Hidden Signature
I remember the first computer game we ever got. Since hardly anyone
owned computers in those days, you had to use your television set for a
monitor. By plugging a cable into the antenna jack, you turned the TV into a
primitive video arcade. Then - are you ready? - you could play ping pong - in
monochrome. You operated a little paddle that moved up and down along one side
of the screen. The ball - actually a white square - moved horizontally. With
enough coordination, you could get your paddle to intersect its trajectory,
whereupon you heard the games sole sound effect: Bip. After you got good at
it, you could crank up the speed: Bip. Bip. Bip. Bip. Bip. People in our
home, who shall remain nameless, played it for hours.

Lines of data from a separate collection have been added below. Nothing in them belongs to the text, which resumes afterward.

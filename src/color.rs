//! Removal modes, fill colors, and sampling colors off the rendered surface.

use std::fmt;
use std::str::FromStr;

use image::RgbaImage;
use serde::{Deserialize, Serialize};

use crate::error::{Error, Result};
use crate::geometry::DisplayPoint;

/// Preset fill colors offered next to the free-form color entry.
pub const PALETTE: [FillColor; 5] = [
    FillColor::rgb(0xff, 0xff, 0xff),
    FillColor::rgb(0xf5, 0xf5, 0xf5),
    FillColor::rgb(0xe8, 0xe8, 0xe8),
    FillColor::rgb(0xf0, 0xf0, 0xf0),
    FillColor::rgb(0x00, 0x00, 0x00),
];

/// How the external removal operation treats the region.
#[derive(Debug, Clone, Copy, PartialEq, Eq, Hash, Default, Serialize, Deserialize)]
#[serde(rename_all = "lowercase")]
pub enum RemovalMode {
    /// Blur the region.
    #[default]
    Blur,
    /// Paint the region with a flat color.
    Fill,
}

impl RemovalMode {
    /// Lowercase name as used on the wire.
    #[must_use]
    pub fn as_str(self) -> &'static str {
        match self {
            Self::Blur => "blur",
            Self::Fill => "fill",
        }
    }
}

impl fmt::Display for RemovalMode {
    fn fmt(&self, f: &mut fmt::Formatter<'_>) -> fmt::Result {
        f.write_str(self.as_str())
    }
}

impl FromStr for RemovalMode {
    type Err = String;

    fn from_str(s: &str) -> std::result::Result<Self, Self::Err> {
        match s.to_ascii_lowercase().as_str() {
            "blur" => Ok(Self::Blur),
            "fill" => Ok(Self::Fill),
            other => Err(format!("unknown removal mode '{other}' (expected blur or fill)")),
        }
    }
}

/// RGB fill color, written as `#rrggbb`.
#[derive(Debug, Clone, Copy, PartialEq, Eq, Hash)]
pub struct FillColor {
    /// Red channel.
    pub r: u8,
    /// Green channel.
    pub g: u8,
    /// Blue channel.
    pub b: u8,
}

impl FillColor {
    /// White, the initial fill color.
    pub const WHITE: Self = Self::rgb(0xff, 0xff, 0xff);

    /// Build a color from its channels.
    #[must_use]
    pub const fn rgb(r: u8, g: u8, b: u8) -> Self {
        Self { r, g, b }
    }

    /// Lowercase `#rrggbb` form.
    #[must_use]
    pub fn hex(&self) -> String {
        format!("#{:02x}{:02x}{:02x}", self.r, self.g, self.b)
    }

    /// Parse `#rrggbb`, `rrggbb`, `#rgb` or `rgb` (case-insensitive).
    ///
    /// # Errors
    ///
    /// Returns [`Error::InvalidColor`] for anything else.
    pub fn parse(s: &str) -> Result<Self> {
        let digits = s.trim();
        let digits = digits.strip_prefix('#').unwrap_or(digits);
        let invalid = || Error::InvalidColor(s.to_string());

        if !digits.chars().all(|c| c.is_ascii_hexdigit()) {
            return Err(invalid());
        }
        let channel = |hex: &str| u8::from_str_radix(hex, 16).map_err(|_| invalid());

        match digits.len() {
            6 => Ok(Self::rgb(
                channel(&digits[0..2])?,
                channel(&digits[2..4])?,
                channel(&digits[4..6])?,
            )),
            3 => {
                let short = |i: usize| channel(&digits[i..=i]).map(|v| v * 17);
                Ok(Self::rgb(short(0)?, short(1)?, short(2)?))
            }
            _ => Err(invalid()),
        }
    }
}

impl Default for FillColor {
    fn default() -> Self {
        Self::WHITE
    }
}

impl fmt::Display for FillColor {
    fn fmt(&self, f: &mut fmt::Formatter<'_>) -> fmt::Result {
        f.write_str(&self.hex())
    }
}

impl FromStr for FillColor {
    type Err = Error;

    fn from_str(s: &str) -> Result<Self> {
        Self::parse(s)
    }
}

impl Serialize for FillColor {
    fn serialize<S: serde::Serializer>(&self, serializer: S) -> std::result::Result<S::Ok, S::Error> {
        serializer.serialize_str(&self.hex())
    }
}

impl<'de> Deserialize<'de> for FillColor {
    fn deserialize<D: serde::Deserializer<'de>>(deserializer: D) -> std::result::Result<Self, D::Error> {
        let s = String::deserialize(deserializer)?;
        Self::parse(&s).map_err(serde::de::Error::custom)
    }
}

/// Read the color under `pointer` on a rendered surface.
///
/// The pointer is rounded to the nearest pixel; positions off the surface
/// yield `None`.
#[must_use]
#[allow(clippy::cast_possible_truncation, clippy::cast_sign_loss)]
pub fn sample(surface: &RgbaImage, pointer: DisplayPoint) -> Option<FillColor> {
    let x = pointer.x.round();
    let y = pointer.y.round();
    if x < 0.0 || y < 0.0 || !x.is_finite() || !y.is_finite() {
        return None;
    }
    let (x, y) = (x as u32, y as u32);
    if x >= surface.width() || y >= surface.height() {
        return None;
    }
    let px = surface.get_pixel(x, y);
    Some(FillColor::rgb(px[0], px[1], px[2]))
}

#[cfg(test)]
mod tests {
    use super::*;
    use image::Rgba;

    #[test]
    fn parse_long_and_short_forms() {
        assert_eq!(FillColor::parse("#1677ff").unwrap(), FillColor::rgb(0x16, 0x77, 0xff));
        assert_eq!(FillColor::parse("1677FF").unwrap(), FillColor::rgb(0x16, 0x77, 0xff));
        assert_eq!(FillColor::parse("#fa0").unwrap(), FillColor::rgb(0xff, 0xaa, 0x00));
        assert_eq!(" #000000 ".parse::<FillColor>().unwrap(), FillColor::rgb(0, 0, 0));
    }

    #[test]
    fn parse_rejects_garbage() {
        for bad in ["", "#", "#12345", "#1234567", "#gg0000", "red", "#+1+2+3"] {
            assert!(FillColor::parse(bad).is_err(), "accepted {bad:?}");
        }
    }

    #[test]
    fn hex_is_lowercase_six_digits() {
        assert_eq!(FillColor::rgb(1, 2, 255).hex(), "#0102ff");
        assert_eq!(FillColor::default().to_string(), "#ffffff");
    }

    #[test]
    fn palette_starts_with_white() {
        assert_eq!(PALETTE[0], FillColor::WHITE);
        assert_eq!(PALETTE[4].hex(), "#000000");
    }

    #[test]
    fn mode_names() {
        assert_eq!(RemovalMode::default(), RemovalMode::Blur);
        assert_eq!("FILL".parse::<RemovalMode>().unwrap(), RemovalMode::Fill);
        assert!("smudge".parse::<RemovalMode>().is_err());
        assert_eq!(RemovalMode::Blur.to_string(), "blur");
    }

    #[test]
    fn sample_reads_pixel_under_pointer() {
        let mut img = RgbaImage::from_pixel(4, 4, Rgba([0, 0, 0, 255]));
        img.put_pixel(2, 1, Rgba([10, 20, 30, 255]));
        assert_eq!(
            sample(&img, DisplayPoint::new(1.6, 0.7)),
            Some(FillColor::rgb(10, 20, 30))
        );
        assert_eq!(sample(&img, DisplayPoint::new(4.0, 0.0)), None);
        assert_eq!(sample(&img, DisplayPoint::new(-0.6, 0.0)), None);
    }
}
//! Drag a region on an image and save the editing surface.
//!
//! Usage:
//! ```sh
//! cargo run --example preview_region -- input.jpg preview.png
//! ```

use std::env;
use std::path::Path;
use std::process;

use futures::executor::block_on;
use watermark_region::{DisplayPoint, EditorController, FsImageSource, PointerButton};

fn main() {
    let args: Vec<String> = env::args().collect();
    if args.len() < 3 {
        eprintln!("Usage: {} <input> <output>", args[0]);
        process::exit(1);
    }

    let mut editor = EditorController::default();
    if let Err(e) = block_on(editor.load_image(&FsImageSource::default(), Path::new(&args[1]))) {
        eprintln!("Error: {e}");
        process::exit(1);
    }

    // Grab the default region by its top-left handle and pull it outwards.
    let region = editor.region();
    let transform = *editor.transform().expect("image is loaded");
    let corner = transform.to_display(watermark_region::ImagePoint::new(
        f64::from(region.x),
        f64::from(region.y),
    ));
    editor.pointer_down(corner, PointerButton::Primary);
    editor.pointer_move(DisplayPoint::new(corner.x - 40.0, corner.y - 20.0));
    editor.pointer_up();

    let surface = editor.surface().expect("surface is rendered");
    if let Err(e) = surface.save(&args[2]) {
        eprintln!("Error: {e}");
        process::exit(1);
    }
    println!("Region {} ({})", editor.region(), editor.size_label());
}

A few years later, Atari became all the rage. As I recall Atari
initially had four different games. My favorite was called Adventure. It was
your basic dungeons and dragons genre, with different castles and rooms, a
key, hidden doorways, a bat that could steal the key, even whole areas where
the obstacles were invisible.
Our whole family really got into it. The kids, of course, quickly
surpassed their parents. They would come home from school with new tips and
tricks. Some of them were even undocumented, which is computer-talk for
saying that such maneuvers were not written down in any manual. One of the most
amazing came home from junior high with my daughter: In a particular place
inside the black castle, the diligent searcher could find a small white dot
that was too small to be noticeable as a normal game object. Indeed, if you did
find it you would think it was only a defective pixel in your video monitor.
By taking this dot back to the starting screen however, you could enter
a hidden, otherwise inaccessible room. Entering the room had absolutely nothing
to do with playing the game. All you would find in the room was a rainbow and
the name of the person who invented the game. For all I know, every computer
programmer does something like this. Somewhere,
behind some hidden wall, available only to the initiated, there is another
room. And in that room is the name of the artist.
What I want to know is this: If the signature of the Creator is not
just in some hidden room but in every created thing, why cant we see it?
I once heard of a man whose dental work made it possible for him to
actually hear radio broadcasts. Somehow the combination of fillings in his
teeth accidentally turned his mouth into a primitive receiver. But he found the
sounds so distracting that he had the fillings replaced. The radio signals were
still there, he just chose not to hear them any more.